Роберт не бросил наши с ним тренировки. И когда я спросил его, зачем он мучит себя, Роберт ответил:
– Я должен быть готов.
Правда, мне так и не удалось выяснить, к чему именно готовился и чего так опасался полупрофессиональный боксер, неплохо владеющий оружием. Верно, ее, читающей эти строки.
Она теряет терпение, она касается моей шеи с той нежностью, с которой Роберт касался своих револьверов. И я чувствую холод оружейной стали на собственном затылке. Я слышу, как проворачивается барабан и боек готов высечь искру на пятке гильзы, но… я спешу.
Время уходит.
– Еще немного, – умоляю я, кидая сигару на пол. – Еще немного.
И она соглашается. Отступает. А я возвращаюсь в год тридцать пятый, последний год нашей жизни. И теперь мне кажется, что мы оба предчувствовали грядущее, оттого спешили жить.
Роберт творил, торопясь отпустить на страницы журналов Конана-варвара, царя Кулла, беснующегося протестанта Кейна, тайна появления которого была известна лишь мне, и еще многих иных, обитавших где-то там, в голове Роберта.
Я же занял утраченное некогда место советника. Я читал и перечитывал написанное, комментируя, порой, боюсь, излишне едко, а Роберт слушал мои советы.
Потом мы расставались, и я возвращался в дом, который заполнялся голубями. Их влекла серебряная голубка, прочно обосновавшаяся на моем столе. И Эстер поддалась ее чарам. Она вышивала голубей, рисовала, покупала в городе фарфоровые статуэтки и вырезала из бумаги фигурки, расставляя их везде, где только можно.
Пространство вокруг меня постепенно заполоняли голуби, в том числе и живые, облюбовавшие чердак нашего дома. Стаи слетались сюда со всей округи, и днем, и ночью кружась над крышей, наполняя воздух хлопаньем крыльев, курлыканьем и прочими, весьма мерзкими, на мой взгляд, звуками.
Эстер голуби нравились.
Она выходила во двор и сыпала им овес. Швыряла горсть за горстью, и птицы хватали зерно на лету, сшибались, давили друг друга. Кружились перья, порой лилась и кровь, а однажды я и вовсе обнаружил затоптанную, почти раздавленную голубку.

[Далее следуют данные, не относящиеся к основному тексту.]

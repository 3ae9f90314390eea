//! Input schema shaping
//!
//! Turns the `schemars` schema of a tool input type into what MCP clients
//! see: a top-level object schema, with unavailable actions pruned from the
//! `oneOf` branches (discriminated mode) or merged into a single object whose
//! `action` property is an enum (flat mode).

use serde::{Deserialize, Serialize};
use serde_json::{Map, Value, json};
use std::fmt;
use std::str::FromStr;

/// How action-based tools present their input schema
#[derive(Debug, Clone, Copy, Default, PartialEq, Eq, Serialize, Deserialize)]
#[serde(rename_all = "lowercase")]
pub enum SchemaMode {
    /// `oneOf` with one branch per action
    #[default]
    Discriminated,
    /// One object, `action` as an enum, only `action` required
    Flat,
}

impl FromStr for SchemaMode {
    type Err = String;

    fn from_str(s: &str) -> Result<Self, Self::Err> {
        match s.trim().to_ascii_lowercase().as_str() {
            "discriminated" | "oneof" => Ok(SchemaMode::Discriminated),
            "flat" => Ok(SchemaMode::Flat),
            other => Err(format!(
                "unknown schema mode '{}' (expected discriminated or flat)",
                other
            )),
        }
    }
}

impl fmt::Display for SchemaMode {
    fn fmt(&self, f: &mut fmt::Formatter<'_>) -> fmt::Result {
        match self {
            SchemaMode::Discriminated => write!(f, "discriminated"),
            SchemaMode::Flat => write!(f, "flat"),
        }
    }
}

/// Action name of one `oneOf` branch
pub fn branch_action(branch: &Value) -> Option<&str> {
    let action = branch.get("properties")?.get("action")?;
    action
        .get("const")
        .and_then(Value::as_str)
        .or_else(|| action.get("enum")?.as_array()?.first()?.as_str())
}

/// Shape a generated schema for exposure.
///
/// `allowed_actions` of `None` keeps every branch; otherwise only branches
/// whose action is listed survive.
pub fn shape_input_schema(
    schema: &Value,
    allowed_actions: Option<&[&str]>,
    mode: SchemaMode,
) -> Map<String, Value> {
    let mut out = match schema {
        Value::Object(map) => map.clone(),
        _ => Map::new(),
    };
    out.remove("$schema");
    out.remove("title");

    if let Some(Value::Array(branches)) = out.remove("oneOf") {
        let kept: Vec<Value> = branches
            .into_iter()
            .filter(|branch| match (allowed_actions, branch_action(branch)) {
                (Some(allowed), Some(action)) => allowed.contains(&action),
                _ => true,
            })
            .collect();

        match mode {
            SchemaMode::Discriminated => {
                out.insert("oneOf".to_string(), Value::Array(kept));
            }
            SchemaMode::Flat => merge_branches(&mut out, &kept),
        }
    }

    out.insert("type".to_string(), Value::String("object".to_string()));
    out.entry("properties".to_string())
        .or_insert_with(|| Value::Object(Map::new()));
    out
}

fn merge_branches(out: &mut Map<String, Value>, branches: &[Value]) {
    let mut properties = Map::new();
    let mut actions = Vec::new();
    let mut descriptions = Vec::new();

    for branch in branches {
        let Some(action) = branch_action(branch) else {
            continue;
        };
        actions.push(Value::String(action.to_string()));
        if let Some(desc) = branch.get("description").and_then(Value::as_str) {
            descriptions.push(format!("{}: {}", action, desc));
        }

        let Some(Value::Object(props)) = branch.get("properties") else {
            continue;
        };
        for (name, prop) in props {
            if name == "action" {
                continue;
            }
            properties
                .entry(name.clone())
                .or_insert_with(|| prop.clone());
        }
    }

    let mut action_prop = json!({
        "type": "string",
        "enum": actions,
    });
    if !descriptions.is_empty() {
        action_prop["description"] = Value::String(descriptions.join("; "));
    }

    let mut merged = Map::new();
    merged.insert("action".to_string(), action_prop);
    merged.extend(properties);

    out.insert("properties".to_string(), Value::Object(merged));
    out.insert("required".to_string(), json!(["action"]));
}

– Это случается, – сказала Эстер.
И я не нашелся, что ей ответить, как не смог и обратиться с просьбой не прикармливать птиц. В конце концов, когда я исчезал, голуби оставались единственными ее собеседниками.
К слову, другая Эстер все так же продолжала умирать.
С этим процессом, затянувшимся на годы, Роберт свыкся, во всяком случае, именно так мне казалось тогда. То ли он понимал неизбежность смерти, то ли привык, что матушка с ее стальным характером и силой воли научилась отодвигать эту границу неизбежного. Но как бы то ни было, жизнь шла своим чередом. И однажды я узнал, что в жизни Роберта появилась другая женщина.